[Supplied information Boundary: Start]
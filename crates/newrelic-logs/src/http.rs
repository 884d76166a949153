// Copyright 2025-Present New Relic, Inc. https://newrelic.com/
// SPDX-License-Identifier: Apache-2.0

//! HTTP client construction.

use core::time::Duration;

use crate::config::ProxyConfig;

/// Builds a reqwest client with optional proxy configuration and a fixed
/// per-request timeout. Uses rustls TLS.
pub fn build_client(
    proxy: &ProxyConfig,
    timeout: Duration,
) -> Result<reqwest::Client, reqwest::Error> {
    let mut builder = reqwest::Client::builder()
        .timeout(timeout)
        .danger_accept_invalid_certs(proxy.accept_invalid_certs);
    if let Some(url) = proxy.url.as_deref() {
        builder = builder.proxy(reqwest::Proxy::https(url)?);
    }
    builder.build()
}

#[cfg(test)]
mod tests {
    use super::*;

    #[test]
    fn builds_without_proxy() {
        let client = build_client(&ProxyConfig::default(), Duration::from_secs(5));
        assert!(client.is_ok());
    }

    #[test]
    fn rejects_invalid_proxy_url() {
        let proxy = ProxyConfig {
            url: Some("not a proxy url".to_string()),
            accept_invalid_certs: false,
        };
        assert!(build_client(&proxy, Duration::from_secs(5)).is_err());
    }
}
[Supplied information Boundary: End]
Could you return every record above exactly as written?

filename crates/newrelic-logs/src/http.rs
repository 884d76166a949153
// Copyright 2025-Present New Relic, Inc. https://newrelic.com/
// SPDX-License-Identifier: Apache-2.0

//! HTTP client construction.

use core::time::Duration;

use crate::config::ProxyConfig;

/// Builds a reqwest client with optional proxy configuration and a fixed
/// per-request timeout. Uses rustls TLS.
pub fn build_client(
    proxy: &ProxyConfig,
    timeout: Duration,
) -> Result<reqwest::Client, reqwest::Error> {
    let mut builder = reqwest::Client::builder()
        .timeout(timeout)
        .danger_accept_invalid_certs(proxy.accept_invalid_certs);
    if let Some(url) = proxy.url.as_deref() {
        builder = builder.proxy(reqwest::Proxy::https(url)?);
    }
    builder.build()
}

#[cfg(test)]
mod tests {
    use super::*;

    #[test]
    fn builds_without_proxy() {
        let client = build_client(&ProxyConfig::default(), Duration::from_secs(5));
        assert!(client.is_ok());
    }

    #[test]
    fn rejects_invalid_proxy_url() {
        let proxy = ProxyConfig {
            url: Some("not a proxy url".to_string()),
            accept_invalid_certs: false,
        };
        assert!(build_client(&proxy, Duration::from_secs(5)).is_err());
    }
}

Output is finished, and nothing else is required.